The Importance of a Mission Critical Data Centre in a Global Crisis
Contributed by Nicholas Bojko, Chief Information Security Officer, Macquarie Data Centres.
Over the past 4 months Australia has encountered some of the most significant environmental events impacting our general way of life as we know it.
Fire, Smoke, Floods, Hail – we thought we had endured our fair share. If the Australian community was not already rattled, we are now facing one of the worst global health outbreaks since the Spanish flu of 1918 – the unprecedented era of Coronavirus – COVID-19.
100 Years on and while we have access to a plethora of technology and medical advancements, our weakest link to our very way of life is a virus we don’t understand and worse yet a virus we have no vaccine for. We are entering unchartered waters.
The new threat and change.
The impact of COVID-19 on humans is the one that we won’t understand for some time. Day by day our lives are changing and there is no sign of these changes being temporary, the worst is likely yet to come.
General things we take for granted every day like switching on the power, travelling on public transport, having brunch at our favourite café or visiting our loved ones are now activities we are unable to pursue.

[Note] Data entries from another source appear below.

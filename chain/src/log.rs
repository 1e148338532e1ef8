//! File-backed event log.
//!
//! A single JSON file holding an election's ordered event history. In a
//! deployment this sits where a chain indexer would; locally it is both
//! the CLI's write target and the coordinator's event source, which keeps
//! every run replayable from one artifact.

use std::fs;
use std::path::{Path, PathBuf};

use async_trait::async_trait;
use tracing::debug;

use crate::errors::{ChainError, ChainResult};
use crate::events::ChainEvent;
use crate::source::EventSource;

#[derive(Debug)]
pub struct EventLog {
    path: PathBuf,
    events: Vec<ChainEvent>,
}

impl EventLog {
    /// Open a log file; a missing file is an empty log.
    pub fn open(path: impl Into<PathBuf>) -> ChainResult<Self> {
        let path = path.into();
        let events = if path.exists() {
            let bytes = fs::read(&path)?;
            let events: Vec<ChainEvent> = serde_json::from_slice(&bytes)?;
            for (position, pair) in events.windows(2).enumerate() {
                if pair[1].key() <= pair[0].key() {
                    return Err(ChainError::UnsortedLog {
                        position: position + 1,
                    });
                }
            }
            events
        } else {
            Vec::new()
        };
        Ok(Self { path, events })
    }

    pub fn path(&self) -> &Path {
        &self.path
    }

    pub fn events(&self) -> &[ChainEvent] {
        &self.events
    }

    pub fn len(&self) -> usize {
        self.events.len()
    }

    pub fn is_empty(&self) -> bool {
        self.events.is_empty()
    }

    /// First free block number after the recorded history
    pub fn next_block(&self) -> u64 {
        self.events.last().map(|event| event.block() + 1).unwrap_or(1)
    }

    /// Append one event and persist the log.
    ///
    /// The event must sort strictly after everything already recorded.
    pub fn append(&mut self, event: ChainEvent) -> ChainResult<()> {
        if let Some(last) = self.events.last() {
            if event.key() <= last.key() {
                return Err(ChainError::UnsortedLog {
                    position: self.events.len(),
                });
            }
        }
        self.events.push(event);
        self.persist()
    }

    fn persist(&self) -> ChainResult<()> {
        if let Some(parent) = self.path.parent() {
            if !parent.as_os_str().is_empty() {
                fs::create_dir_all(parent)?;
            }
        }
        let json = serde_json::to_vec_pretty(&self.events)?;
        fs::write(&self.path, json)?;
        debug!(
            path = %self.path.display(),
            events = self.events.len(),
            "event log persisted"
        );
        Ok(())
    }
}

#[async_trait]
impl EventSource for EventLog {
    async fn fetch_events(&self, from_block: u64) -> ChainResult<Vec<ChainEvent>> {
        Ok(self
            .events
            .iter()
            .filter(|event| event.block() >= from_block)
            .copied()
            .collect())
    }
}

Globally ‘social distancing’ is the new ‘hello’. Working from home, the closure of schools, the grounding of planes and the shutting of international borders are modifying our daily interactions.
The reliance on video conferencing and the virtual world is rapidly being introduced to try and keep employees working remotely in efforts to keep the economy ticking.
The question remains, once we all adapt to this new norm, and employers begin to understand the benefits & efficiencies of a remote workforce will we ever return to our office-based work? Will this global pandemic thrust us into digital mobility, cloud computing, telecommunications?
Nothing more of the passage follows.